The implications of ortho-, meta- and para- directors on the in-vitro photodynamic antimicrobial chemotherapy activity of cationic pyridyl-dihydrothiazole phthalocyanines

Abstract

Cationic Zn phthalocyanine complexes were derived by alkylation reaction of tetra-(pyridinyloxy) phthalocyanines (Pcs) at the ortho, meta, and para positions to form Zn (II) tetrakis 3-(4-(2-pyridin-1-ium-1-yl) butyl)-2-mercapto-4,5-dihydrothiazol-3-ium phthalocyanine (2), Zn (II) tetrakis 3-(4-(3-pyridin-1-ium-1-yl) butyl)-2-mercapto-4,5-dihydrothiazol-3-ium phthalocyanine (4) and Zn (II) tetrakis 3-(4-(4-pyridin-1-ium-1-yl) butyl)-2-mercapto-4,5-dihydrothiazol-3-ium phthalocyanine (6). The photophysicochemical behaviors of the Pc complexes were assessed. The meta and para-substituted complexes gave high singlet oxygen quantum yields.

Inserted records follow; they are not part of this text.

/// Run a full batch using a specific codec (allows testing with the mock).
pub fn run_with_codec<C: ImageCodec + Sync>(
    codec: &C,
    config: &RunConfig,
    input_dir: &Path,
    output_dir: &Path,
    work_dir: &Path,
    cancel: &CancelFlag,
    events: Option<Sender<BatchEvent>>,
) -> Result<RunReport, BatchError> {
    // Originals live here and are never touched; a missing input directory
    // is created empty rather than treated as an error.
    fs::create_dir_all(input_dir).map_err(|e| setup_error(input_dir, e))?;
    reset_dir(output_dir)?;
    reset_dir(work_dir)?;

    let files = list_input_files(input_dir);
    let stems = assign_unique_stems(&files);
    let tasks: Vec<(&PathBuf, &String)> = files.iter().zip(stems.iter()).collect();
    let reducer_config = ReducerConfig::from_run_config(config);
    let quality = Quality::new(config.reducer.quality);

    let mut reports: Vec<FileReport> = tasks
        .par_iter()
        .map_with(events, |events, &(path, stem)| {
            let file_name = path
                .file_name()
                .map(|n| n.to_string_lossy().into_owned())
                .unwrap_or_default();
            let outcome = if cancel.is_cancelled() {
                FileOutcome::Cancelled
            } else {
                process_file(
                    codec,
                    path,
                    &file_name,
                    stem,
                    &reducer_config,
                    quality,
                    output_dir,
                    work_dir,
                    cancel,
                    events.as_ref(),
                )
            };
            FileReport {
                file: file_name,
                outcome,
            }
        })
        .collect();

    reports.sort_by(|a, b| a.file.cmp(&b.file));
    let summary = summarize(&reports);

    Ok(RunReport {
        files: reports,
        summary,
        cancelled: cancel.is_cancelled(),
    })
}

/// Assign each file a unique output stem, in listing (name) order.
///
/// Distinct inputs can share a stem (`photo.jpg` + `photo.bmp`), and every
/// output carries the same target extension, so colliding stems would
/// silently overwrite each other in the output directory. Later files get
/// a numeric disambiguator: `photo`, `photo-2`, `photo-3` — checked
/// against every stem assigned so far, including ones an input carried
/// literally. Output-name uniqueness is also what lets files be processed
/// in parallel with no coordination on the output directory.
fn assign_unique_stems(files: &[PathBuf]) -> Vec<String> {
    let mut used: HashSet<String> = HashSet::new();
    files
        .iter()
        .map(|path| {
            let stem = path
                .file_stem()
                .or_else(|| path.file_name())
                .map(|s| s.to_string_lossy().into_owned())
                .unwrap_or_default();
            let mut candidate = stem.clone();
            let mut n = 2;
            while !used.insert(candidate.clone()) {
                candidate = format!("{}-{}", stem, n);
                n += 1;
            }
            candidate
        })
        .collect()
}

fn setup_error(path: &Path, source: std::io::Error) -> BatchError {
    BatchError::Setup {
        path: path.to_path_buf(),
        source,
    }
}

/// Delete and recreate a directory. Fatal on failure: without a clean
/// output or work area the whole run is meaningless.
fn reset_dir(dir: &Path) -> Result<(), BatchError> {
    if dir.exists() {
        fs::remove_dir_all(dir).map_err(|e| setup_error(dir, e))?;
    }
    fs::create_dir_all(dir).map_err(|e| setup_error(dir, e))
}

/// One row of a dry `check` inspection: what a run would do with a file,
/// without touching anything.
#[derive(Debug, Clone, Serialize)]
pub struct CheckEntry {
    pub file: String,
    /// File size, or `None` when the entry's metadata cannot be read —
    /// distinct from a real zero-byte file.
    pub size_bytes: Option<u64>,
    /// Canonical format name, or `None` for a file a run would skip.
    pub format: Option<&'static str>,
}

/// Inspect the input directory without running: classify every file and
/// report its size. Never creates or mutates anything; a missing input
/// directory yields an empty listing.
pub fn check(input_dir: &Path) -> Vec<CheckEntry> {
    list_input_files(input_dir)
        .into_iter()
        .map(|path| CheckEntry {
            file: path
                .file_name()
                .map(|n| n.to_string_lossy().into_owned())
                .unwrap_or_default(),
            size_bytes: fs::metadata(&path).map(|m| m.len()).ok(),
            format: SourceFormat::from_path(&path).map(|f| f.name()),
        })
        .collect()
}

/// Flat, name-ordered listing of the input directory.
fn list_input_files(input_dir: &Path) -> Vec<PathBuf> {
    WalkDir::new(input_dir)
        .min_depth(1)
        .max_depth(1)
        .sort_by_file_name()
        .into_iter()
        .filter_map(|entry| entry.ok())
        .filter(|entry| entry.file_type().is_file())
        .map(|entry| entry.into_path())
        .collect()
}

/// One input file's processing state: a private work subdirectory holding
/// staged artifacts, discarded once the outcome is final.
///
/// Each task works in its own subdirectory, named by the file's unique
/// stem, so parallel tasks never share a work-dir path however the inputs
/// are named.
struct FileTask {
    dir: PathBuf,
}

impl FileTask {
    fn new(work_dir: &Path, stem: &str) -> Self {
        Self {
            dir: work_dir.join(stem),
        }
    }

    /// Write an intermediate artifact into the task's work area.
    fn stage(&self, name: &str, bytes: &[u8]) -> std::io::Result<PathBuf> {
        fs::create_dir_all(&self.dir)?;
        let path = self.dir.join(name);
        fs::write(&path, bytes)?;
        Ok(path)
    }

    /// Remove the task's work area. Best effort: an already-missing
    /// directory is not worth failing the batch over.
    fn cleanup(&self) {
        let _ = fs::remove_dir_all(&self.dir);
    }
}

#[allow(clippy::too_many_arguments)]
fn process_file<C: ImageCodec>(
    codec: &C,
    source: &Path,
    file_name: &str,
    stem: &str,
    reducer_config: &ReducerConfig,
    quality: Quality,
    output_dir: &Path,
    work_dir: &Path,
    cancel: &CancelFlag,
    events: Option<&Sender<BatchEvent>>,
) -> FileOutcome {
    let Some(format) = SourceFormat::from_path(source) else {
        let extension = source
            .extension()
            .map(|e| e.to_string_lossy().into_owned())
            .unwrap_or_default();
        emit(
            events,
            BatchEvent::FileSkipped {
                file_name: file_name.to_string(),
                extension: extension.clone(),
            },
        );
        return FileOutcome::Skipped {
            reason: format!("extension {:?} not supported", extension),
        };
    };

    let task = FileTask::new(work_dir, stem);
    let outcome = process_task(
        codec,
        source,
        file_name,
        stem,
        format,
        &task,
        reducer_config,
        quality,
        output_dir,
        cancel,
        events,
    );
    // Success or failure, this file's temporaries go before the next file.
    task.cleanup();

    if let FileOutcome::Failed { ref failure } = outcome {
        emit(
            events,
            BatchEvent::FileFailed {
                file_name: file_name.to_string(),
                message: failure.message(),
            },
        );
    }
    outcome
}

#[allow(clippy::too_many_arguments)]
fn process_task<C: ImageCodec>(
    codec: &C,
    source: &Path,
    file_name: &str,
    stem: &str,
    format: SourceFormat,
    task: &FileTask,
    reducer_config: &ReducerConfig,
    quality: Quality,
    output_dir: &Path,
    cancel: &CancelFlag,
    events: Option<&Sender<BatchEvent>>,
) -> FileOutcome {
    let bytes = match fs::read(source) {
        Ok(bytes) => bytes,
        Err(e) => {
            return FileOutcome::Failed {
                failure: FailureKind::Io {
                    message: e.to_string(),
                },
            };
        }
    };

    emit(
        events,
        BatchEvent::FileStarted {
            file_name: file_name.to_string(),
            size_bytes: bytes.len() as u64,
        },
    );

    // Stage a copy of the source so everything downstream works off the
    // work area, never the input directory.
    if let Err(e) = task.stage(file_name, &bytes) {
        return FileOutcome::Failed {
            failure: FailureKind::Io {
                message: e.to_string(),
            },
        };
    }

    // Normalize to the target codec.
    let normalized = if format.is_target() {
        bytes
    } else {
        emit(
            events,
            BatchEvent::ConvertStarted {
                file_name: file_name.to_string(),
                from: format.name(),
            },
        );
        let converted = match normalize(codec, bytes, format, quality) {
            Ok(converted) => converted,
            Err(e) => {
                return FileOutcome::Failed {
                    failure: FailureKind::Conversion {
                        message: e.to_string(),
                    },
                };
            }
        };
        let staged_name = format!("{}.{}", stem, naming::TARGET_EXTENSION);
        if let Err(e) = task.stage(&staged_name, &converted) {
            return FileOutcome::Failed {
                failure: FailureKind::Io {
                    message: e.to_string(),
                },
            };
        }
        emit(
            events,
            BatchEvent::ConvertFinished {
                file_name: file_name.to_string(),
            },
        );
        converted
    };

    // Reduce. The raster is owned by this step alone and replaced on each
    // resize inside the loop.
    emit(
        events,
        BatchEvent::ReduceStarted {
            file_name: file_name.to_string(),
        },
    );
    let raster = match codec.decode(&normalized, SourceFormat::Jpeg) {
        Ok(raster) => raster,
        Err(e) => {
            return FileOutcome::Failed {
                failure: FailureKind::Decode {
                    message: e.to_string(),
                },
            };
        }
    };
    drop(normalized);

    let reduction = match reduce(codec, raster, reducer_config, cancel, |attempt, dims| {
        emit(
            events,
            BatchEvent::ReduceAttempt {
                file_name: file_name.to_string(),
                attempt,
                dims,
            },
        );
    }) {
        Ok(reduction) => reduction,
        Err(ReduceError::Cancelled) => return FileOutcome::Cancelled,
        Err(ReduceError::BudgetUnreachable {
            attempts, reached, ..
        }) => {
            // Policy: nothing over budget ever lands in the output
            // directory; the partial raster is discarded here.
            return FileOutcome::Failed {
                failure: FailureKind::BudgetUnreachable {
                    attempts,
                    width: reached.width,
                    height: reached.height,
                },
            };
        }
        Err(ReduceError::Codec(e)) => {
            return FileOutcome::Failed {
                failure: FailureKind::Conversion {
                    message: e.to_string(),
                },
            };
        }
    };

    emit(
        events,
        BatchEvent::ReduceFinished {
            file_name: file_name.to_string(),
            attempts: reduction.attempts,
            dims: reduction.dimensions,
            measured: reduction.measured,
        },
    );

    // Place the result: reduced bytes go through the work area, then a
    // plain copy into the output directory.
    let kind = if reduction.attempts > 0 {
        OutputKind::Reduced
    } else {
        OutputKind::Original
    };
    let output_name = naming::output_name(stem, kind);

    let staged = match task.stage(&output_name, &reduction.jpeg) {
        Ok(staged) => staged,
        Err(e) => {
            return FileOutcome::Failed {
                failure: FailureKind::Io {
                    message: e.to_string(),
                },
            };
        }
    };
    if let Err(e) = fs::copy(&staged, output_dir.join(&output_name)) {
        return FileOutcome::Failed {
            failure: FailureKind::Io {
                message: e.to_string(),
            },
        };
    }

    emit(
        events,
        BatchEvent::Copied {
            file_name: file_name.to_string(),
            output_name: output_name.clone(),
        },
    );

    match kind {
        OutputKind::Reduced => FileOutcome::Reduced {
            output: output_name,
            attempts: reduction.attempts,
            width: reduction.dimensions.width,
            height: reduction.dimensions.height,
        },
        OutputKind::Original => FileOutcome::WithinBudget {
            output: output_name,
            width: reduction.dimensions.width,
            height: reduction.dimensions.height,
        },
    }
}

The cationic Pcs demonstrated good planktonic antibacterial activity against Staphylococcus aureus and Escherichia coli with the high log reduction values of 9.29 and 8.55, respectively. The cationic complexes also showed a significant decrease in the viability of in vitro biofilms after photo-antimicrobial chemotherapy at 100 µM for both Staphylococcus aureus and Escherichia coli biofilms.